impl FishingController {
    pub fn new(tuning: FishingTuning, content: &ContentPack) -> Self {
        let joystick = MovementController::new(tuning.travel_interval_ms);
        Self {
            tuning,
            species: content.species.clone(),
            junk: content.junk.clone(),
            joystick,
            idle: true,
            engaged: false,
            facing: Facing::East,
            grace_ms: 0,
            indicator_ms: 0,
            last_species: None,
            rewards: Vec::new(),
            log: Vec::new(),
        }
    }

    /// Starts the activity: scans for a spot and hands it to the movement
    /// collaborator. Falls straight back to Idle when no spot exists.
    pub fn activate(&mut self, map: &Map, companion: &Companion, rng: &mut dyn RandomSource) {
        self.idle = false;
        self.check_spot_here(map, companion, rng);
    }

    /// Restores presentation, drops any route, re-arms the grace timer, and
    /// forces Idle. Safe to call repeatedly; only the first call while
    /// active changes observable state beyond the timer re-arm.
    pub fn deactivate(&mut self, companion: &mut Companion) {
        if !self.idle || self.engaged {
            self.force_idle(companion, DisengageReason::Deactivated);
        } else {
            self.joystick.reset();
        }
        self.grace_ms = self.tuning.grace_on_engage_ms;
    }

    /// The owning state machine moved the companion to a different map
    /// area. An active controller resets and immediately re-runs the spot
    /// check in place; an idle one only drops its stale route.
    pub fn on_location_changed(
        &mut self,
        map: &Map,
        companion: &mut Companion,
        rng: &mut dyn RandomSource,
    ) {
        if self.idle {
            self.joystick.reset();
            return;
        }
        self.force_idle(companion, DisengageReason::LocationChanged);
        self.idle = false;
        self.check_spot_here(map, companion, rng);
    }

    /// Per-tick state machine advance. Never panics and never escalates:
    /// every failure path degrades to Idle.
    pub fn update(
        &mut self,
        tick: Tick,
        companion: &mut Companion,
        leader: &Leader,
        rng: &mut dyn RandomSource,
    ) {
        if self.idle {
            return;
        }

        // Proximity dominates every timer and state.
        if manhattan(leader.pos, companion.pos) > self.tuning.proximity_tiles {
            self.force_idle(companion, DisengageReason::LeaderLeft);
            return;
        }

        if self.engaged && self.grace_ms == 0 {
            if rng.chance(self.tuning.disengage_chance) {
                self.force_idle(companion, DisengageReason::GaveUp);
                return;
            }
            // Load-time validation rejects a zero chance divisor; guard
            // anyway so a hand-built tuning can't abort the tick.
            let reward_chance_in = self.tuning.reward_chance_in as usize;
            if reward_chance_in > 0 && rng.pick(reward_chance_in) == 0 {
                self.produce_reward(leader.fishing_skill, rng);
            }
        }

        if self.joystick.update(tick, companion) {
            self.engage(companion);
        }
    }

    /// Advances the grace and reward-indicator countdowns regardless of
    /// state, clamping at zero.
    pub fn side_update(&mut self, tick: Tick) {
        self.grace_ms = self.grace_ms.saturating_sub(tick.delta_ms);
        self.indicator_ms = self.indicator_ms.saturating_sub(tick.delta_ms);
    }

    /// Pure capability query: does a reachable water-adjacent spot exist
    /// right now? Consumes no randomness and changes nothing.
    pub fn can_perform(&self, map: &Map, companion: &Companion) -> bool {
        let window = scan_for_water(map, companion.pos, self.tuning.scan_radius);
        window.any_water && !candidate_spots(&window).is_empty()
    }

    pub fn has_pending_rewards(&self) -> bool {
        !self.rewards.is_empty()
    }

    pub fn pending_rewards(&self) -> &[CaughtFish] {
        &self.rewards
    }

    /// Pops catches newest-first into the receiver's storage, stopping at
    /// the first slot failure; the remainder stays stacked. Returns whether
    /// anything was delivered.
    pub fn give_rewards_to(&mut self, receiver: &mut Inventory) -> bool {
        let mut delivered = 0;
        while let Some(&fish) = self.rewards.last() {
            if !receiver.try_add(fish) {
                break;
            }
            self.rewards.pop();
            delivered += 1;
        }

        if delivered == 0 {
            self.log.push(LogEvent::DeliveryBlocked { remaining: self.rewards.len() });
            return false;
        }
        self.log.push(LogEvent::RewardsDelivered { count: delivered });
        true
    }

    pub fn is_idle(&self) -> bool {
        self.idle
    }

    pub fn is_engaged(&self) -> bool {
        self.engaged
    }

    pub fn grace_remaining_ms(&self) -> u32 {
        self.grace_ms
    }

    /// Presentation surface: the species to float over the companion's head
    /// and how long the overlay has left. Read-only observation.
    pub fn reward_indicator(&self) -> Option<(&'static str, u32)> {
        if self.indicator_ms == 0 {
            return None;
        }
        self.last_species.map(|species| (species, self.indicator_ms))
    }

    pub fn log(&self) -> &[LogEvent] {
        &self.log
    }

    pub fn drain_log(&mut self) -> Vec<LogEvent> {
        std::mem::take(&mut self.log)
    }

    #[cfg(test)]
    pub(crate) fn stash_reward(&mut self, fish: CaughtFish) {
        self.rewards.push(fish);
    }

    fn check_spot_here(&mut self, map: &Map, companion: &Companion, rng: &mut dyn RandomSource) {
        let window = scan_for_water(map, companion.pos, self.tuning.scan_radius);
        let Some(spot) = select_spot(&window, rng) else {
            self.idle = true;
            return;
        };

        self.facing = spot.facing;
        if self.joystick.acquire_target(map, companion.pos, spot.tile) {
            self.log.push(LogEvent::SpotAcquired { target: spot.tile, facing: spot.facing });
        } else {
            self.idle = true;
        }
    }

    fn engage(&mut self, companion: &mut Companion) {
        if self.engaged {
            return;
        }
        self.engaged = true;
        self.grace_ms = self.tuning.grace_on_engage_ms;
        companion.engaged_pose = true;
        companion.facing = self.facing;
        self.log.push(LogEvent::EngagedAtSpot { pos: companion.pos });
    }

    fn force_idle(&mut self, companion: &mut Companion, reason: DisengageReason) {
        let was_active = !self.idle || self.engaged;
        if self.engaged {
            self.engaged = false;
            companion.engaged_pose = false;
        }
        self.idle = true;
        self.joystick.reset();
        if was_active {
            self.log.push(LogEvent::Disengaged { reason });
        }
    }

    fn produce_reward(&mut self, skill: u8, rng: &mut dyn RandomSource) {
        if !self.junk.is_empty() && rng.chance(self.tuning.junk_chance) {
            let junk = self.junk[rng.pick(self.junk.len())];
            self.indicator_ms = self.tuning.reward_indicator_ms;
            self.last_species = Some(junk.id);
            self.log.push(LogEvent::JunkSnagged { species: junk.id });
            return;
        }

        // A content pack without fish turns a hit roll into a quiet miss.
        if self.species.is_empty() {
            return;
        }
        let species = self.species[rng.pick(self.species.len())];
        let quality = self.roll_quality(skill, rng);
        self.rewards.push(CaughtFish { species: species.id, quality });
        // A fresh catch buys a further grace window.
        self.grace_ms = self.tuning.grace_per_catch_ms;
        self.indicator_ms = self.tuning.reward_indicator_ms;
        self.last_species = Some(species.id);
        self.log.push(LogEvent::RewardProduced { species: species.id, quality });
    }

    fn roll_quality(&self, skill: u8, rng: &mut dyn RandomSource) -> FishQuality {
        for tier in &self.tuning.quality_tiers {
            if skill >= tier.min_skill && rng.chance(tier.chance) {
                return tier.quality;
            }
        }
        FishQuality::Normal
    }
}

Your goal: Every line above that holds the word "joystick" is to be found and copied.

Answer:
        let joystick = MovementController::new(tuning.travel_interval_ms);
            joystick,
            self.joystick.reset();
            self.joystick.reset();
        if self.joystick.update(tick, companion) {
        if self.joystick.acquire_target(map, companion.pos, spot.tile) {
        self.joystick.reset();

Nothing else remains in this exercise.